Given the nature of this topic, general overviews come largely in the forms of textbooks, of which several are notable. Hsü 2000 is a systematic, insightful account: it first appeared in 1970, and the relevant section has not been updated for some time. There is a slight emphasis on political leadership, particularly the imperial. Spence 1999 is written in smooth-flowing prose. Though shorter than Hsü 2000, it does not give up much in terms of essentials. Fairbank 1978 and Fairbank and Liu 1980, though somewhat dated, contain excellent essays on late Qing, some of which will be discussed in relevant sections below. In Chinese, a number of works on the history of the Qing dynasty also provide extensive treatment of the period in question. A notable example is Qingdai quanshi (especially Vol. 8, edited by Mi Rucheng, and Vol. 9, edited by Xu Che and Dong Shouyi), which adopts a Marxist perspective. Xiao 1962–1963, though dated, probably provides the most thorough treatment of the period, in nearly 3,000 pages. Among these works, only Hsü 2000 provides a convenient, though brief, evaluation of the Qing period. Both the Qing dynasty and the 1840–1912 periods are often viewed as the beginning of modern China. Either way, the implication is that modern China is a continuing process, giving rise to numerous studies of 20th-century China that devote substantial treatment of the pre-1912 era.

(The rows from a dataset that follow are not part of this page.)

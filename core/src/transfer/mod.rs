//! Transfer functions

mod transfer_1d;
mod transfer_2d;

// Re-export.
pub use transfer_1d::*;
pub use transfer_2d::*;
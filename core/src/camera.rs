//! Camera

use crate::geometry::*;
use std::sync::Arc;

/// Camera interface used by the renderer to generate one primary ray per
/// pixel.
pub trait Camera: Send + Sync {
    /// Returns a ray for the given normalized device coordinates.
    ///
    /// * `p_ndc` - Position on the image plane in `[-1, 1]²`; `(-1, -1)` is the
    ///             bottom-left corner.
    fn generate_ray(&self, p_ndc: &Point2f) -> Ray;

    /// Returns the viewing direction.
    fn forward(&self) -> Vector3f;

    /// Returns the eye position.
    fn position(&self) -> Point3f;
}

/// Atomic reference counted `Camera`.
pub type ArcCamera = Arc<dyn Camera>;
//! Synthetic Volumes

use crate::grid::GridVolume;
use volvis_core::geometry::*;
use volvis_core::pbrt::*;

/// Returns a volume with the same value in every voxel.
///
/// * `dims`  - Number of voxels along each axis.
/// * `value` - The voxel value.
pub fn uniform_volume(dims: Vector3i, value: Float) -> Result<GridVolume, String> {
    GridVolume::from_fn(dims, |_| value)
}

/// Returns an empty volume with a single non-zero voxel.
///
/// * `dims`  - Number of voxels along each axis.
/// * `voxel` - Index of the non-zero voxel.
/// * `value` - Its value.
pub fn single_voxel_volume(
    dims: Vector3i,
    voxel: Point3i,
    value: Float,
) -> Result<GridVolume, String> {
    GridVolume::from_fn(dims, |p| if p == voxel { value } else { 0.0 })
}

/// Returns a cube whose values fall off linearly from `peak` at the center to
/// 0 at `radius` voxels away.
///
/// * `size`   - Number of voxels along each axis.
/// * `radius` - Distance at which the value reaches 0.
/// * `peak`   - Value at the center.
pub fn sphere_volume(size: Int, radius: Float, peak: Float) -> Result<GridVolume, String> {
    if radius <= 0.0 {
        return Err(format!("Invalid sphere radius {radius}"));
    }
    let c = (size - 1) as Float / 2.0;
    let center = Point3f::new(c, c, c);
    GridVolume::from_fn(Vector3i::new(size, size, size), |p| {
        let d = Point3f::from(p).distance(center);
        peak * max(0.0, 1.0 - d / radius)
    })
}

/// Returns a volume whose value equals the x index scaled by `slope`.
///
/// * `dims`  - Number of voxels along each axis.
/// * `slope` - Value increase per voxel along x.
pub fn ramp_x_volume(dims: Vector3i, slope: Float) -> Result<GridVolume, String> {
    GridVolume::from_fn(dims, |p| slope * p.x as Float)
}

// ----------------------------------------------------------------------------
// Tests
// ----------------------------------------------------------------------------

#[cfg(test)]
mod tests {
    use super::*;
    use volvis_core::volume::Volume;

    #[test]
    fn single_voxel_volume_has_one_dense_voxel() {
        let voxel = Point3i::new(2, 2, 2);
        let volume = single_voxel_volume(Vector3i::new(5, 5, 5), voxel, 200.0).unwrap();
        assert_eq!(volume.maximum(), 200.0);
        assert_eq!(volume.voxel(&Point3i::new(2, 2, 2)), 200.0);
        assert_eq!(volume.voxel(&Point3i::new(2, 2, 3)), 0.0);
    }

    #[test]
    fn sphere_peaks_at_center() {
        let volume = sphere_volume(9, 4.0, 100.0).unwrap();
        assert_eq!(volume.voxel(&Point3i::new(4, 4, 4)), 100.0);
        assert_eq!(volume.voxel(&Point3i::new(0, 4, 4)), 0.0);
        assert_eq!(volume.voxel(&Point3i::new(2, 4, 4)), 50.0);
        assert!(sphere_volume(9, 0.0, 100.0).is_err());
    }

    #[test]
    fn ramp_increases_along_x() {
        let volume = ramp_x_volume(Vector3i::new(8, 2, 2), 10.0).unwrap();
        assert_eq!(volume.sample(&Point3f::new(2.5, 0.5, 1.0)), 25.0);
        assert_eq!(volume.maximum(), 70.0);
    }
}
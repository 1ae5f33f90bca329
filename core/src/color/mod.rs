//! Colors

mod rgb;
mod rgba;

// Re-export.
pub use rgb::*;
pub use rgba::*;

  • Fairbank, John K., ed. The Cambridge History of China. Vol. 10, Late Ch’ing, 1800–1911, Part 1. Cambridge, UK: Cambridge University Press, 1978.

    The bulk of this work, from chapter 4 to the end (chapter 11), analyzes major political topics of this period. Authored by major scholars of China’s modern history, this is an authoritative work. The treatment is topical and, therefore, as a whole does not provide a flowing narrative.

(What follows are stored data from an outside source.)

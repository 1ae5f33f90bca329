//! RGBA Color

use super::RGBColor;
use crate::pbrt::*;
use std::fmt;
use std::ops::{Add, Mul};

/// A linear RGB color with straight (non-premultiplied) opacity as stored in
/// transfer functions, or an accumulated premultiplied color when produced by
/// compositing.
#[derive(Copy, Clone, Debug, Default, PartialEq)]
pub struct RGBAColor {
    /// Red channel.
    pub r: Float,

    /// Green channel.
    pub g: Float,

    /// Blue channel.
    pub b: Float,

    /// Opacity.
    pub a: Float,
}

impl RGBAColor {
    /// Fully transparent black. This is the cleared frame buffer value.
    pub const TRANSPARENT: Self = Self::new(0.0, 0.0, 0.0, 0.0);

    /// Creates a new RGBA color.
    ///
    /// * `r` - Red channel.
    /// * `g` - Green channel.
    /// * `b` - Blue channel.
    /// * `a` - Opacity.
    pub const fn new(r: Float, g: Float, b: Float, a: Float) -> Self {
        Self { r, g, b, a }
    }

    /// Creates a color from RGB channels and an opacity.
    ///
    /// * `rgb` - The color channels.
    /// * `a`   - Opacity.
    pub const fn from_rgb(rgb: RGBColor, a: Float) -> Self {
        Self::new(rgb.r, rgb.g, rgb.b, a)
    }

    /// Returns the color channels.
    pub const fn rgb(&self) -> RGBColor {
        RGBColor::new(self.r, self.g, self.b)
    }

    /// Returns true if any channel is NaN.
    pub fn has_nans(&self) -> bool {
        self.rgb().has_nans() || self.a.is_nan()
    }

    /// Accumulates a sample behind the color accumulated so far using
    /// front-to-back compositing. The sample is weighted by its own opacity
    /// and by the fraction `1 - a` not yet occluded.
    ///
    /// * `sample` - The sample color with straight opacity.
    pub fn composite(&mut self, sample: &RGBAColor) {
        let w = (1.0 - self.a) * sample.a;
        self.r += w * sample.r;
        self.g += w * sample.g;
        self.b += w * sample.b;
        self.a += w;
    }
}

impl Add for RGBAColor {
    type Output = Self;

    /// Adds the given color and returns the result.
    ///
    /// * `other` - The color to add.
    fn add(self, other: Self) -> Self::Output {
        Self::new(self.r + other.r, self.g + other.g, self.b + other.b, self.a + other.a)
    }
}

impl Mul<RGBAColor> for Float {
    type Output = RGBAColor;

    /// Scale all channels.
    ///
    /// * `c` - The color.
    fn mul(self, c: RGBAColor) -> Self::Output {
        RGBAColor::new(self * c.r, self * c.g, self * c.b, self * c.a)
    }
}

impl fmt::Display for RGBAColor {
    /// Formats the value using the given formatter.
    ///
    /// * `f` - Formatter.
    fn fmt(&self, f: &mut fmt::Formatter<'_>) -> fmt::Result {
        write!(f, "rgba({}, {}, {}, {})", self.r, self.g, self.b, self.a)
    }
}

// ----------------------------------------------------------------------------
// Tests
// ----------------------------------------------------------------------------

#[cfg(test)]
mod tests {
    use super::*;
    use proptest::prelude::*;

    prop_compose! {
        fn rgba_sample()(
            r in 0.0..=1.0f32, g in 0.0..=1.0f32, b in 0.0..=1.0f32, a in 0.0..=1.0f32,
        ) -> RGBAColor {
            RGBAColor::new(r, g, b, a)
        }
    }

    #[test]
    fn opaque_sample_saturates_alpha() {
        let mut acc = RGBAColor::TRANSPARENT;
        acc.composite(&RGBAColor::new(0.2, 0.4, 0.6, 1.0));
        assert_eq!(acc, RGBAColor::new(0.2, 0.4, 0.6, 1.0));

        // Nothing behind an opaque sample is visible.
        acc.composite(&RGBAColor::new(1.0, 1.0, 1.0, 1.0));
        assert_eq!(acc, RGBAColor::new(0.2, 0.4, 0.6, 1.0));
    }

    proptest! {
        #[test]
        fn transparent_samples_contribute_nothing(
            samples in prop::collection::vec(rgba_sample(), 0..32),
            r in 0.0..=1.0f32, g in 0.0..=1.0f32, b in 0.0..=1.0f32,
        ) {
            let mut acc = RGBAColor::TRANSPARENT;
            for s in samples.iter() {
                acc.composite(s);
            }
            let before = acc;
            acc.composite(&RGBAColor::new(r, g, b, 0.0));
            prop_assert_eq!(acc, before);
        }

        #[test]
        fn accumulated_alpha_is_non_decreasing_and_bounded(
            samples in prop::collection::vec(rgba_sample(), 0..64),
        ) {
            let mut acc = RGBAColor::TRANSPARENT;
            for s in samples.iter() {
                let prev = acc.a;
                acc.composite(s);
                prop_assert!(acc.a >= prev);
                prop_assert!(acc.a >= 0.0 && acc.a <= 1.0);
            }
        }
    }
}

  • Fairbank, John K., and Kwang-ching Liu, eds. The Cambridge History of China. Vol. 11, Late Ch’ing, 1800–1911, Part 2. Cambridge, UK: Cambridge University Press, 1980.

    Similar to Vol. 10 in organization, this volume deals with the economy, foreign relations, military, and intellectual and social developments as well as the reform and revolution of the last decade of the Qing.

  • Hsü, Immanuel C. Y. The Rise of Modern China. 6th ed. Oxford and New York: Oxford University Press, 2000.

    By far the most thorough text on the period (chapters 7–20). Balanced, methodical, and often insightful. Originally published in 1970.

  • Qingdai quanshi (清代全史). 10 vols. Shenyang, China: Liaoning renmin chubanshe, 1991–1993.

    See especially Vol. 8, edited by Mi Rucheng 宓汝成; Vol. 9, edited by Xu Che 徐彻 and Dong Shouyi 董守义; and Vol. 10, edited by Liu Kexiang 刘克祥. Reflecting a Marxist influence, this “complete history of the Qing” provides ample coverage on social economic issues, highlighting the exploitation of the poor (peasants and workers). In international relations, the maltreatment of China and the Chinese by the foreign powers and foreigners—imperialism—is stressed.

  • Spence, Jonathan D. The Search for Modern China. 2d ed. New York and London: W. W. Norton, 1999.

    Chapters 6–11 pertain to the period in question. Though less detailed than Hsü 2000, this extremely well-written text provides good coverage and is especially strong on weaving social history into the main narrative. Third edition published in 2013.

  • Xiao Yishan 蕭一山. Qingdai tongshi (清代通史). 5 vols. Taibei: Taiwan shangwu yin shuguan, 1962–1963.

    Despite its title, claiming to be a “comprehensive” history of the Qing, by far the greater part of this work—parts of Vol. 2, Vols. 3–4, and parts of Vol. 5 (tables)—relate to the history of the Qing from c. 1840. The approach is traditional, with an overconcentration on scholars and schools of thought, but the book is nonetheless a mine of information.